Most of my parent’s generation and many of their offspring have died. There are secrets I will never learn about. I talk to my own children about my childhood and about the relatives I knew and those I did not know. I answer their questions and talk about subjects that are sometimes difficult. I try very hard not to keep any secrets from them.

Dr. Mona Kornberg is a consultant in training and organization development. She is married, has three children and two grandchildren and lives and works in Toronto.  


Hiding our relatives in the mental hospital

by Susan Schnur

Through the ’30s, ’40s and ’50s, before the push to mainstream mentally ill children and adults into their communities, my father, Bernard Schnur, a physician, was employed part-time by a state residential psychiatric hospital. I can remember as a child traveling way out into the country with him where he would disappear into some grim, massive, scary-looking buildings for an hour or two while I would stay outside, happily collecting pine cones.

On the drive home, my father, uncharacteristically subdued, would invariably tell me about all the Jewish residents in the facility, how this one or that one from our home town had a daughter or a brother who’d been institutionalized there for 25 years or more.
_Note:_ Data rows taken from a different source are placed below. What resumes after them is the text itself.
pub mod issue;
pub mod raw;
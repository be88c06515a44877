//! Error types for each pipeline stage.
//!
//! Errors local to one unit of work (one issue entry, one project) are
//! logged and recovered by the caller. Merge errors end the merge run.

use std::path::PathBuf;

use thiserror::Error;

/// Retrieval of one page of issues failed.
#[derive(Error, Debug)]
pub enum FetchError {
    #[error("request to {url} failed: {source}")]
    Http {
        url: String,
        #[source]
        source: reqwest::Error,
    },

    #[error("tracker answered {status} for {url}")]
    Status {
        url: String,
        status: reqwest::StatusCode,
    },

    #[error("no response from {url} within {secs}s")]
    Timeout { url: String, secs: u64 },

    #[error("response from {url} is not a search result: {source}")]
    Decode {
        url: String,
        #[source]
        source: serde_json::Error,
    },
}

/// A single issue entry could not be read.
#[derive(Error, Debug)]
#[error("issue #{index} ({key}): {reason}")]
pub struct ExtractionError {
    pub index: usize,
    pub key: String,
    pub reason: String,
}

/// Writing the collected store failed.
#[derive(Error, Debug)]
pub enum PersistenceError {
    #[error("cannot write {}: {source}", path.display())]
    Io {
        path: PathBuf,
        #[source]
        source: std::io::Error,
    },

    #[error("bad CSV in {}: {source}", path.display())]
    Csv {
        path: PathBuf,
        #[source]
        source: csv::Error,
    },
}

#[derive(Error, Debug)]
pub enum MergeError {
    #[error("{} not found", .0.display())]
    InputMissing(PathBuf),

    #[error("cannot parse {}: {source}", path.display())]
    Parse {
        path: PathBuf,
        #[source]
        source: csv::Error,
    },

    #[error("unknown column mapping `{0}`")]
    UnknownMapping(String),

    #[error("no column mapping matches the header of {}; name one explicitly", .0.display())]
    NoMapping(PathBuf),

    #[error("cannot write {}: {source}", path.display())]
    Io {
        path: PathBuf,
        #[source]
        source: std::io::Error,
    },
}

#[derive(Error, Debug)]
pub enum MirrorError {
    #[error("cannot prepare {}: {source}", path.display())]
    Local {
        path: PathBuf,
        #[source]
        source: std::io::Error,
    },

    #[error("cannot read remote {name}: {source}")]
    Remote {
        name: String,
        #[source]
        source: std::io::Error,
    },
}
My father was moved and troubled, I think, by three things. First, what seemed to him to be a high incidence of severe mental illness in the Jewish community. (I can remember him looking across the pews at shul during the High Holidays and remarking that, for every 4 or 5 rows— every 30 families or so—there was a profoundly retarded or mentally ill, institutionalized family member.)

Second, that the existence of these kin was a closely guarded secret. Though my father might regularly see family members visiting at the psychiatric hospital, outside—in der richtige velt (in the real world)—there was no mention of these relatives. Their existence was universally understood to be a secret.

Third, as my father reminded me even this morning when I called him to confirm my memories, “The Jews, by and large, seemed to take very good care of their institutionalized kin. They visited often—long, involved visits—and they were kindly, empathic, and very attached. Up and down the hallways of the mental hospital, I would see Jewish family members. Their presence was felt. The non-Jews, on the other hand, made a different impression on me overall. They were more casual about retardation and mental illness; they weren’t as secretive. I remember their dutiful visits before Easter, but mostly, they didn’t seem to pay much attention to these family members. The Jewish families seemed to have both more intense visits and a need to keep them secret.”